Problem:  The One Laptop Per Child (OLPC) XO Laptop coud get viruses

The XO laptop will be a perfect breeding ground for viruses.  The system is monolithic, with an expectation of identical hardware and operating systems being deployed across entire countries.   IT support is expected to be non-existent.   The machine networks heavily and promiscuously.

The primary defense against the spread of viruses is the built-in BitFrost security system.  This assemblage uses virtual machines to restrict certain combinations of rights and attempts to prevent some of the higher harm viruses from occurring.  One can expect many installations to disable any security measures found burdensome, as occurred with the rights based security in J2EE.

Solution:  Make a bootable, read only, USB key to validate that all installed software is open source.

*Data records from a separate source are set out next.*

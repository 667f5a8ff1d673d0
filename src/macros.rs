/// Builds a [`Value`](crate::Value) from a JSON-like literal.
///
/// Objects become mappings with string keys, arrays become sequences, and any
/// other expression goes through [`to_value`](crate::to_value) (falling back
/// to null if its `Serialize` impl fails).
///
/// ```rust
/// use serde_datafmt::{value, Value};
///
/// let v = value!({
///     "name": "web",
///     "replicas": 3,
///     "ports": [80, 443],
///     "tls": null
/// });
/// assert_eq!(v.get("replicas"), Some(&Value::from(3)));
/// assert_eq!(v.get("tls"), Some(&Value::Null));
/// ```
#[macro_export]
macro_rules! value {
    (null) => {
        $crate::Value::Null
    };

    (true) => {
        $crate::Value::Bool(true)
    };

    (false) => {
        $crate::Value::Bool(false)
    };

    ([]) => {
        $crate::Value::Sequence(vec![])
    };

    ([ $($elem:tt),* $(,)? ]) => {
        $crate::Value::Sequence(vec![$($crate::value!($elem)),*])
    };

    ({}) => {
        $crate::Value::Mapping($crate::Mapping::new())
    };

    ({ $($key:literal : $value:tt),* $(,)? }) => {{
        let mut mapping = $crate::Mapping::new();
        $(
            mapping.insert($key, $crate::value!($value));
        )*
        $crate::Value::Mapping(mapping)
    }};

    ($other:expr) => {
        $crate::to_value(&$other).unwrap_or($crate::Value::Null)
    };
}
impl Builder<'_> {
    fn stream(mut self) -> Result<Value> {
        let mut root = None;
        while let Some((event, mark)) = self.events.next() {
            if !starts_node(&event) {
                continue;
            }
            if root.is_some() {
                return Err(self.error(
                    mark,
                    "expected a single document, found a stream of several",
                ));
            }
            root = Some(self.node(event, mark, false)?);
        }
        Ok(root.unwrap_or(Value::Null))
    }

    fn next(&mut self, after: Marker) -> Result<(Event, Marker)> {
        match self.events.next() {
            Some(next) => Ok(next),
            None => Err(self.error(after, "unexpected end of event stream")),
        }
    }

    fn node(&mut self, event: Event, mark: Marker, key: bool) -> Result<Value> {
        match event {
            Event::Scalar(text, style, anchor, tag) => {
                let value = self.scalar(text, style, tag.as_ref(), key, mark)?;
                Ok(self.anchor(anchor, value))
            }
            Event::SequenceStart(anchor, _) => {
                let mut items = Vec::new();
                loop {
                    let (event, mark) = self.next(mark)?;
                    if matches!(event, Event::SequenceEnd) {
                        break;
                    }
                    items.push(self.node(event, mark, false)?);
                }
                Ok(self.anchor(anchor, Value::Sequence(items)))
            }
            Event::MappingStart(anchor, _) => {
                let map = self.mapping(mark)?;
                Ok(self.anchor(anchor, Value::Mapping(map)))
            }
            Event::Alias(id) => match self.anchors.get(&id) {
                Some(value) => Ok(value.clone()),
                None => Err(self.error(mark, "alias refers to an unknown anchor")),
            },
            other => Err(self.error(mark, format!("unexpected event {:?}", other))),
        }
    }

    // Explicit entries win over merged ones; earlier merge sources win over
    // later ones.
    fn mapping(&mut self, start: Marker) -> Result<Mapping> {
        let mut map = Mapping::new();
        let mut merged = Vec::new();
        loop {
            let (event, mark) = self.next(start)?;
            if matches!(event, Event::MappingEnd) {
                break;
            }
            let is_merge = is_merge_key(&event);
            let key = self.node(event, mark, true)?;
            let (event, value_mark) = self.next(mark)?;
            let value = self.node(event, value_mark, false)?;
            if is_merge {
                match value {
                    Value::Mapping(source) => merged.push(source),
                    Value::Sequence(sources) => {
                        for source in sources {
                            match source {
                                Value::Mapping(source) => merged.push(source),
                                _ => {
                                    return Err(
                                        self.error(value_mark, "merge sources must be mappings")
                                    )
                                }
                            }
                        }
                    }
                    _ => {
                        return Err(self.error(
                            value_mark,
                            "merge value must be a mapping or a sequence of mappings",
                        ))
                    }
                }
            } else {
                map.insert(Key::from_value(key), value);
            }
        }
        for source in merged {
            for (key, value) in source {
                if map.get_key(&key).is_none() {
                    map.insert(key, value);
                }
            }
        }
        Ok(map)
    }

    fn scalar(
        &self,
        text: String,
        style: TScalarStyle,
        tag: Option<&Tag>,
        key: bool,
        mark: Marker,
    ) -> Result<Value> {
        if let Some(kind) = tag.and_then(core_tag) {
            return self.tagged(kind, text, mark);
        }
        if matches!(style, TScalarStyle::Plain) {
            Ok(resolve_plain(text, key))
        } else {
            Ok(Value::String(text))
        }
    }

    fn tagged(&self, kind: &str, text: String, mark: Marker) -> Result<Value> {
        let value = match kind {
            "str" | "binary" => return Ok(Value::String(text)),
            "null" => return Ok(Value::Null),
            "bool" => bool_word(&text).map(Value::Bool),
            "int" | "float" => number(&text).map(Value::from),
            "timestamp" => tagged_timestamp(&text).map(Value::Timestamp),
            _ => return Ok(resolve_plain(text, false)),
        };
        value.ok_or_else(|| self.error(mark, format!("invalid !!{} value {:?}", kind, text)))
    }

    fn anchor(&mut self, id: usize, value: Value) -> Value {
        if id > 0 {
            self.anchors.insert(id, value.clone());
        }
        value
    }

    fn error(&self, mark: Marker, msg: impl std::fmt::Display) -> Error {
        Error::parse_at(Format::Yaml, position(self.text, &mark), msg)
    }
}
//! CSV decoding, encoding and the table model.
//!
//! CSV has two decoding modes:
//!
//! - **Matrix**: every record, header line included, as rows of string cells.
//! - **Table**: a [`CsvTable`] pairing a header of column labels with the data
//!   rows, addressable by row and by label.
//!
//! Rows may be ragged. Nothing is padded or truncated while decoding; the
//! table accessors simply find no cell where a row is too short.
//!
//! ```rust
//! use serde_datafmt::csv::{decode_table, to_csv};
//! use serde_datafmt::{CsvOptions, Delimiter};
//!
//! let table = decode_table("name,qty\nbolt,4\nnut,9\n", &CsvOptions::new()).unwrap();
//! assert_eq!(table.labels(), ["name", "qty"]);
//! assert_eq!(table.cell(1, "qty"), Some("9"));
//!
//! let text = to_csv(&table.rows, Delimiter::SEMICOLON).unwrap();
//! assert_eq!(text, "bolt;4\r\nnut;9\r\n");
//! ```

use crate::{CsvOptions, Delimiter, Error, Format, HeaderSource, Mapping, Position, Result, Value};
use ::csv::{ReaderBuilder, StringRecord, Terminator, WriterBuilder};

/// Label for zero-based column `n`: the letter at `n % 26` of `A..Z`
/// repeated `n / 26 + 1` times.
///
/// This yields `A..Z`, then `AA, BB, .., ZZ`, then `AAA, ..`; it is not
/// spreadsheet-style base-26 naming.
///
/// # Examples
///
/// ```rust
/// use serde_datafmt::auto_index;
///
/// assert_eq!(auto_index(0), "A");
/// assert_eq!(auto_index(25), "Z");
/// assert_eq!(auto_index(26), "AA");
/// assert_eq!(auto_index(27), "BB");
/// assert_eq!(auto_index(52), "AAA");
/// ```
#[must_use]
pub fn auto_index(n: usize) -> String {
    let letter = char::from(b'A' + (n % 26) as u8);
    std::iter::repeat(letter).take(n / 26 + 1).collect()
}

fn read_records(text: &str, delimiter: Delimiter) -> Result<Vec<Vec<String>>> {
    let mut reader = ReaderBuilder::new()
        .has_headers(false)
        .flexible(true)
        .delimiter(delimiter.as_byte())
        .from_reader(text.as_bytes());

    let mut rows = Vec::new();
    let mut record = StringRecord::new();
    loop {
        match reader.read_record(&mut record) {
            Ok(true) => rows.push(record.iter().map(str::to_string).collect()),
            Ok(false) => break,
            Err(e) => return Err(parse_error(text, &e)),
        }
    }
    Ok(rows)
}

fn parse_error(text: &str, err: &::csv::Error) -> Error {
    match err.position() {
        Some(pos) => {
            let offset = usize::try_from(pos.byte()).unwrap_or(text.len());
            Error::parse_at(Format::Csv, Position::from_offset(text, offset), err)
        }
        None => Error::parse(Format::Csv, err),
    }
}

/// Decodes every record of `text` as a row of cells.
///
/// Input with no records at all (empty, or only line terminators) decodes as
/// a single row with no cells, never as zero rows. Blank lines between
/// records are skipped.
///
/// The reader is lenient about quoting. A `"` inside an unquoted field is
/// kept as a literal character (`a"b,c` reads as `a"b` and `c`), and a
/// quoted field left open runs to the end of the input. Rows may have
/// different numbers of cells.
///
/// # Errors
///
/// Returns [`Error::Parse`] for invalid UTF-8 in a field.
///
/// # Examples
///
/// ```rust
/// use serde_datafmt::{csv, Delimiter};
///
/// assert_eq!(csv::decode_matrix("", Delimiter::COMMA).unwrap(), vec![Vec::<String>::new()]);
/// assert_eq!(csv::decode_matrix("foo", Delimiter::COMMA).unwrap(), vec![vec!["foo"]]);
/// ```
pub fn decode_matrix(text: &str, delimiter: Delimiter) -> Result<Vec<Vec<String>>> {
    let rows = read_records(text, delimiter)?;
    if rows.is_empty() {
        return Ok(vec![Vec::new()]);
    }
    Ok(rows)
}

/// Decodes `text` as a table, resolving the header as `options` says.
///
/// # Errors
///
/// Returns [`Error::Parse`] if the data or an explicit header line is
/// malformed.
pub fn decode_table(text: &str, options: &CsvOptions) -> Result<CsvTable> {
    let mut rows = read_records(text, options.delimiter)?;
    let header = match &options.header {
        HeaderSource::Explicit(line) => read_records(line, options.delimiter)?
            .into_iter()
            .next()
            .unwrap_or_default(),
        HeaderSource::FromData if rows.is_empty() => Vec::new(),
        HeaderSource::FromData => rows.remove(0),
        HeaderSource::AutoIndex => {
            let width = rows.iter().map(Vec::len).max().unwrap_or(0);
            (0..width).map(auto_index).collect()
        }
    };
    tracing::trace!(source = ?options.header, labels = header.len(), rows = rows.len(), "resolved CSV header");
    Ok(CsvTable { header, rows })
}

/// A header of column labels plus data rows.
///
/// Cell `j` of a row belongs to the label at position `j` of the header.
/// Cells past the end of the header have no label; labels past the end of a
/// row have no cell.
#[derive(Clone, Debug, Default, PartialEq, Eq)]
pub struct CsvTable {
    pub header: Vec<String>,
    pub rows: Vec<Vec<String>>,
}

impl CsvTable {
    #[must_use]
    pub fn new(header: Vec<String>, rows: Vec<Vec<String>>) -> Self {
        CsvTable { header, rows }
    }

    /// The column labels in header order.
    #[must_use]
    pub fn labels(&self) -> &[String] {
        &self.header
    }

    /// Number of labelled columns.
    #[must_use]
    pub fn width(&self) -> usize {
        self.header.len()
    }

    /// Number of data rows.
    #[must_use]
    pub fn len(&self) -> usize {
        self.rows.len()
    }

    #[must_use]
    pub fn is_empty(&self) -> bool {
        self.rows.is_empty()
    }

    /// The cells of data row `index`.
    #[must_use]
    pub fn row(&self, index: usize) -> Option<&[String]> {
        self.rows.get(index).map(Vec::as_slice)
    }

    fn position(&self, label: &str) -> Option<usize> {
        self.header.iter().position(|h| h == label)
    }

    /// The cells under `label`, from the rows long enough to have one.
    #[must_use]
    pub fn column(&self, label: &str) -> Option<Vec<&str>> {
        let j = self.position(label)?;
        Some(
            self.rows
                .iter()
                .filter_map(|row| row.get(j).map(String::as_str))
                .collect(),
        )
    }

    /// The cell of data row `row` under `label`.
    #[must_use]
    pub fn cell(&self, row: usize, label: &str) -> Option<&str> {
        let j = self.position(label)?;
        self.rows.get(row)?.get(j).map(String::as_str)
    }

    /// One mapping per data row, from label to cell.
    #[must_use]
    pub fn to_rows(&self) -> Value {
        self.rows
            .iter()
            .map(|row| {
                let map: Mapping = self
                    .header
                    .iter()
                    .zip(row)
                    .map(|(label, cell)| (label.as_str(), Value::from(cell.as_str())))
                    .collect();
                Value::Mapping(map)
            })
            .collect()
    }

    /// One sequence of cells per label, in row order.
    #[must_use]
    pub fn to_columns(&self) -> Value {
        let mut columns = Mapping::with_capacity(self.header.len());
        for (j, label) in self.header.iter().enumerate() {
            let cells = self
                .rows
                .iter()
                .filter_map(|row| row.get(j))
                .map(|cell| Value::from(cell.as_str()))
                .collect();
            columns.insert(label.as_str(), Value::Sequence(cells));
        }
        Value::Mapping(columns)
    }
}

/// Writes `rows` as CSV, terminating every row (the last one included) with
/// CRLF. Fields are quoted only when they have to be, and a row with no cells
/// is a bare line terminator.
///
/// # Errors
///
/// Returns [`Error::Encode`] if the writer fails.
pub fn to_csv(rows: &[Vec<String>], delimiter: Delimiter) -> Result<String> {
    let mut output = String::new();
    let mut runs = rows.split(|row| row.is_empty()).peekable();
    while let Some(run) = runs.next() {
        write_records(&mut output, run, delimiter)?;
        if runs.peek().is_some() {
            output.push_str("\r\n");
        }
    }
    Ok(output)
}

// The csv writer quotes an empty record as `""`, so rows with no cells never
// reach it.
fn write_records(output: &mut String, rows: &[Vec<String>], delimiter: Delimiter) -> Result<()> {
    if rows.is_empty() {
        return Ok(());
    }
    let mut writer = WriterBuilder::new()
        .delimiter(delimiter.as_byte())
        .terminator(Terminator::CRLF)
        .flexible(true)
        .from_writer(Vec::new());
    for row in rows {
        writer
            .write_record(row)
            .map_err(|e| Error::encode(Format::Csv, e))?;
    }
    let bytes = writer
        .into_inner()
        .map_err(|e| Error::encode(Format::Csv, e))?;
    output.push_str(&String::from_utf8(bytes).map_err(|e| Error::encode(Format::Csv, e))?);
    Ok(())
}

/// Converts a sequence of sequences of scalars into a matrix of cells.
///
/// Scalars use their lexical form; null becomes an empty cell.
///
/// # Errors
///
/// Returns [`Error::Encode`] if `value` is not a sequence of sequences or a
/// cell is itself a collection.
pub fn matrix_from_value(value: &Value) -> Result<Vec<Vec<String>>> {
    let rows = as_rows(value)?;
    let mut matrix = Vec::with_capacity(rows.len());
    for row in rows {
        let cells = as_rows(row)?
            .iter()
            .map(|cell| {
                cell.to_scalar_string().ok_or_else(|| {
                    Error::encode(Format::Csv, format!("a cell cannot hold a {}", cell.kind()))
                })
            })
            .collect::<Result<Vec<_>>>()?;
        matrix.push(cells);
    }
    Ok(matrix)
}

fn as_rows(value: &Value) -> Result<&[Value]> {
    value.as_sequence().ok_or_else(|| {
        Error::encode(
            Format::Csv,
            format!("expected a sequence of rows, found {}", value.kind()),
        )
    })
}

On the other hand, the OLPC has a few truly special features that allow effective anti-virus software to exist.   All, or almost all, software on an OLPC is expected to be open source.   It becomes reasonable to validate that all possible changes to configurations, applications installed, and binaries from a known list of ‘good’ applications.  While “enumerating badness” is a doomed strategy, enumerating allowed systems is possible.

Consider a repository that keeps track of all known contributed applications and language packs in source form.  An automated script builds these into sugarized files and keeps track of the file system effects from installing these onto virtual machines.   The results are placed onto a self-booting USB key that boots up, examines the file system of the XO, and declares it to be clean or infected.

This does require some tricky programming, mostly in reducing the combinatorially exploding possible configurations into a linearly growing set of rules for allowable configurations.  The problem is engineering, not requiring perfect implementation.

This feels like a good PhD Thesis for someone.